Arthur shook his head. “No, but I’ve read some accounts. Bog bodies are rare, but such finds are not entirely unheard of, though it has been a long time since one was found in Dutch soil. If I remember correctly, the Germans had more luck and found a body like this in Schleswig-Holstein some fifteen years ago. They recorded the find and the subsequent autopsy meticulously. We might do the same here. Imagine the secrets we might uncover!”
He and Michael stood talking for a long time then, both growing animated by the prospect of discovery. I said little. I’m afraid I’d started to feel tired and a bit faint, probably from lack of food and the pain in my hand; though my knuckles had ceased bleeding, they still smarted abominably, the pain hot and pulsing.

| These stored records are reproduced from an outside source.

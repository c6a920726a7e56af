//! Stage 1: schema compliance.

use serde_json::Value;

use crate::producer::CandidateContent;
use crate::schema::{ContentSchema, FieldDefinition, FieldKind, FormatHint};
use crate::validator::{Stage, Violation};

const MAX_PHRASE_WORDS: usize = 8;

/// Every violation of required presence, kind, length and format. Extra fields are ignored.
pub fn check(candidate: &CandidateContent, schema: &ContentSchema) -> Vec<Violation> {
    let mut violations = Vec::new();
    for field in &schema.fields {
        match candidate.get(&field.name) {
            None | Some(Value::Null) => {
                if field.required {
                    violations.push(violation(field, "missing", "is missing".to_string()));
                }
            }
            Some(value) => check_field(field, value, &mut violations),
        }
    }
    violations
}

/// Stable identity of a set of violations: sorted `field:code` pairs.
pub fn signature(violations: &[Violation]) -> String {
    let mut parts: Vec<String> = violations
        .iter()
        .map(|v| format!("{}:{}", v.field.as_deref().unwrap_or("*"), v.code))
        .collect();
    parts.sort();
    parts.dedup();
    parts.join(",")
}

/// Text view of a field value; option numbers may arrive as JSON integers.
pub fn field_text<'a>(field: &FieldDefinition, value: &'a Value) -> Option<std::borrow::Cow<'a, str>> {
    match value {
        Value::String(s) => Some(std::borrow::Cow::Borrowed(s.as_str())),
        Value::Number(n) if field.format == FormatHint::OptionNumber => {
            Some(std::borrow::Cow::Owned(n.to_string()))
        }
        _ => None,
    }
}

fn check_field(field: &FieldDefinition, value: &Value, out: &mut Vec<Violation>) {
    match field.kind {
        FieldKind::Text => {
            let Some(text) = field_text(field, value) else {
                out.push(violation(field, "wrong_kind", "must be a string".to_string()));
                return;
            };
            let text = text.trim();
            check_length(field, text.chars().count(), "characters", out);
            check_format(field, text, out);
        }
        FieldKind::Integer => {
            let number = value
                .as_i64()
                .or_else(|| value.as_str().and_then(|s| s.trim().parse::<i64>().ok()));
            match number {
                Some(n) => {
                    if n < field.min_length as i64 || n > field.max_length as i64 {
                        out.push(violation(
                            field,
                            "out_of_range",
                            format!(
                                "value {} outside {}..={}",
                                n, field.min_length, field.max_length
                            ),
                        ));
                    }
                }
                None => out.push(violation(field, "wrong_kind", "must be an integer".to_string())),
            }
        }
        FieldKind::TextList => {
            let Some(items) = value.as_array() else {
                out.push(violation(field, "wrong_kind", "must be a list of strings".to_string()));
                return;
            };
            let all_text = items
                .iter()
                .all(|item| item.as_str().map_or(false, |s| !s.trim().is_empty()));
            if !all_text {
                out.push(violation(
                    field,
                    "wrong_kind",
                    "list items must be non-empty strings".to_string(),
                ));
                return;
            }
            check_length(field, items.len(), "items", out);
        }
    }
}

fn check_length(field: &FieldDefinition, len: usize, unit: &str, out: &mut Vec<Violation>) {
    if len < field.min_length {
        out.push(violation(
            field,
            "too_short",
            format!("has {} {}, minimum {}", len, unit, field.min_length),
        ));
    } else if len > field.max_length {
        out.push(violation(
            field,
            "too_long",
            format!("has {} {}, maximum {}", len, unit, field.max_length),
        ));
    }
}

fn check_format(field: &FieldDefinition, text: &str, out: &mut Vec<Violation>) {
    let problem = match field.format {
        FormatHint::Free => None,
        FormatHint::BlankMarker => (!text.contains("___")).then_some("must contain a ___ blank"),
        FormatHint::NumberedOptions => (!(text.contains("[1]") && text.contains("[2]")))
            .then_some("must list numbered options [1] and [2]"),
        FormatHint::OptionNumber => {
            if text.is_empty() {
                Some("must be an option number or phrase")
            } else if text.chars().all(|c| c.is_ascii_digit()) {
                let valid = text.parse::<u32>().map_or(false, |n| (1..=9).contains(&n));
                (!valid).then_some("option number must be between 1 and 9")
            } else {
                None
            }
        }
        FormatHint::SinglePhrase => {
            if text.contains('\n') {
                Some("must be a single line")
            } else if text.split_whitespace().count() > MAX_PHRASE_WORDS {
                Some("must be a short phrase")
            } else {
                None
            }
        }
    };
    if let Some(problem) = problem {
        out.push(violation(field, "format", problem.to_string()));
    }
}

fn violation(field: &FieldDefinition, code: &str, detail: String) -> Violation {
    Violation::new(
        Stage::Schema,
        Some(&field.name),
        code,
        format!("{} {}", field.name, detail),
    )
}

After a while, the food and drink arrived, and Michael went around paying the men. Soon, they were almost merry, yet none of them stayed much longer. The light was fading fast, and they wished to get on home. Michael employed the bravest of them to help carry the casket back to Zwartwater; the cellar, being dry and cool, will help preserve the body, and with some small adjustments, it’ll be an excellent place for Arthur to perform an autopsy, which he wishes to do as soon as possible. I think he would have taken a knife to her out in the fields, or else this very night, if we had let him.
As Michael and I walked home, I asked him again what we are to do with the body. He has his heart set on an autopsy, as has Arthur. Strangely, I find myself torn. There is no denying that opportunities like this seldom come along and we might learn all manner of things from this body, yet I find the prospect revolting distasteful, though I am not sure how I can account for these feelings. I’ve never been one to stand in the way of scientific discovery, so why should it bother me now? Perhaps I shouldn’t have tried to think of the body as a human being.

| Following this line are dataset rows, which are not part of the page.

//! Accepted content persistence
//!
//! The [`ContentStore`] capability receives validated records. Writes are
//! idempotent per spec key: a second write for the same key is rejected with
//! [`StoreWriteError::Duplicate`] and never overwrites the first.

use std::collections::BTreeMap;
use std::sync::Arc;

use async_trait::async_trait;
use serde::{Deserialize, Serialize};
use sled::{Db, Tree};

use crate::error::{to_storage_data, to_storage_io, StorageError, StoreWriteError};
use crate::resolver::{CombinationId, SpecKey};

const TREE_CONTENT: &str = "content";

/// A validated exercise as stored.
#[derive(Debug, Clone, PartialEq, Serialize, Deserialize)]
pub struct AcceptedContent {
    pub spec_key: SpecKey,
    pub combination_id: CombinationId,
    pub variation: u32,
    pub exercise_type: String,
    pub schema_version: u32,
    pub fields: BTreeMap<String, serde_json::Value>,
    pub quality_score: f64,
    pub low_diversity: bool,
    pub attempts: u32,
    pub accepted_at_ms: u64,
}

impl AcceptedContent {
    pub fn text(&self, field: &str) -> Option<&str> {
        self.fields.get(field).and_then(|v| v.as_str())
    }
}

#[async_trait]
pub trait ContentStore: Send + Sync {
    /// Durably store a record. Must reject a second write for the same spec key.
    async fn write(&self, record: &AcceptedContent) -> Result<(), StoreWriteError>;

    /// Everything accepted so far for one combination, in variation order.
    async fn accepted_for(
        &self,
        combination: &CombinationId,
    ) -> Result<Vec<AcceptedContent>, StoreWriteError>;

    async fn get(&self, key: &SpecKey) -> Result<Option<AcceptedContent>, StoreWriteError>;

    /// Drop the record for `key` so the spec can be generated again.
    /// Returns whether a record was present.
    async fn remove(&self, key: &SpecKey) -> Result<bool, StoreWriteError>;
}

#[derive(Clone)]
pub struct SledContentStore {
    content: Tree,
}

impl SledContentStore {
    pub fn new(db: &Db) -> Result<Self, StorageError> {
        let content = db.open_tree(TREE_CONTENT).map_err(to_storage_io)?;
        Ok(Self { content })
    }

    pub fn shared(db: &Db) -> Result<Arc<Self>, StorageError> {
        Ok(Arc::new(Self::new(db)?))
    }

    pub fn len(&self) -> usize {
        self.content.len()
    }

    pub fn is_empty(&self) -> bool {
        self.content.is_empty()
    }

    fn decode(raw: &[u8]) -> Result<AcceptedContent, StoreWriteError> {
        serde_json::from_slice(raw)
            .map_err(|e| StoreWriteError::Unavailable(to_storage_data(e).to_string()))
    }
}

fn unavailable(err: sled::Error) -> StoreWriteError {
    StoreWriteError::Unavailable(to_storage_io(err).to_string())
}

#[async_trait]
impl ContentStore for SledContentStore {
    async fn write(&self, record: &AcceptedContent) -> Result<(), StoreWriteError> {
        let value = serde_json::to_vec(record)
            .map_err(|e| StoreWriteError::Unavailable(to_storage_data(e).to_string()))?;
        let swapped = self
            .content
            .compare_and_swap(
                record.spec_key.as_bytes(),
                None as Option<&[u8]>,
                Some(value),
            )
            .map_err(unavailable)?;
        if swapped.is_err() {
            return Err(StoreWriteError::Duplicate(record.spec_key.to_string()));
        }
        self.content.flush_async().await.map_err(unavailable)?;
        Ok(())
    }

    async fn accepted_for(
        &self,
        combination: &CombinationId,
    ) -> Result<Vec<AcceptedContent>, StoreWriteError> {
        let prefix = format!("{}#", combination);
        let mut out = Vec::new();
        for result in self.content.scan_prefix(prefix.as_bytes()) {
            let (_, value) = result.map_err(unavailable)?;
            out.push(Self::decode(&value)?);
        }
        out.sort_by_key(|c| c.variation);
        Ok(out)
    }

    async fn get(&self, key: &SpecKey) -> Result<Option<AcceptedContent>, StoreWriteError> {
        match self.content.get(key.as_bytes()).map_err(unavailable)? {
            Some(raw) => Ok(Some(Self::decode(&raw)?)),
            None => Ok(None),
        }
    }

    async fn remove(&self, key: &SpecKey) -> Result<bool, StoreWriteError> {
        let removed = self.content.remove(key.as_bytes()).map_err(unavailable)?;
        self.content.flush_async().await.map_err(unavailable)?;
        Ok(removed.is_some())
    }
}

What do you think, Lucy dearest? To cut or not to cut?
I’ll stop this letter now. It’s quite long as it is, and you know how Michael loves to tease me about how often I write to you. Besides, my hand smarts from where I cut it, and though writing isn’t exactly agony, it isn’t quite pleasant either. An apt punishment, perhaps, for being so immodest as not to wear gloves outside the house! Mother would have had a fit, had she been alive to see me sit in that field with my hands and wrists exposed for all the workers to see, but then, she was never one for drawing, which is very hard to do when wearing gloves. Pencils are so very slippery.
I only wish you could have been there with me to see it, Lucy mine. I wish to know if you would have been able to see the beauty in that strange face, too .
I’ll truly stop now.
Arthur sends you his love (I know you are not the marrying type, but should you reconsider, know that he’d make a fine husband, and you a very fine doctor’s wife! But you mustn’t mind me. I’m flogging yet another dead horse. Truly, I sometimes feel I’ve got enough of them to pull a whole carriage!).
Give Mrs. van Dijk my regards. Better yet: tell her I think she’s positively cruel for keeping my twin away from me; only think that you and I could have seen the excavation of this body together if you still lived with me!